### Records from a data collection
+ + + + + + +

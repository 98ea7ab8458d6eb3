//! Item entity - Collectibles found in rooms and carried by the player

use serde::{Deserialize, Serialize};

use crate::domain::error::{require_text, EntityError};
use crate::domain::value_objects::ItemId;

/// An item that can lie in a room or sit in the player's inventory
///
/// Items are never cloned between containers; moving one between a room and
/// the inventory moves the value itself.
#[derive(Debug, Clone, PartialEq, Eq, Serialize, Deserialize)]
pub struct Item {
    id: ItemId,
    name: String,
    description: String,
}

impl Item {
    pub fn new(name: impl Into<String>, description: impl Into<String>) -> Result<Self, EntityError> {
        let name = name.into();
        let description = description.into();
        require_text("item", "name", &name)?;
        require_text("item", "description", &description)?;

        Ok(Self {
            id: ItemId::from_name(&name),
            name,
            description,
        })
    }

    pub fn id(&self) -> &ItemId {
        &self.id
    }

    pub fn name(&self) -> &str {
        &self.name
    }

    pub fn description(&self) -> &str {
        &self.description
    }
}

+ + + + + + +

### Requirement
Lines that hold "inventory" are the ones to copy, so pick each out from the data.

### Answer for this exercise
/// An item that can lie in a room or sit in the player's inventory
/// the inventory moves the value itself.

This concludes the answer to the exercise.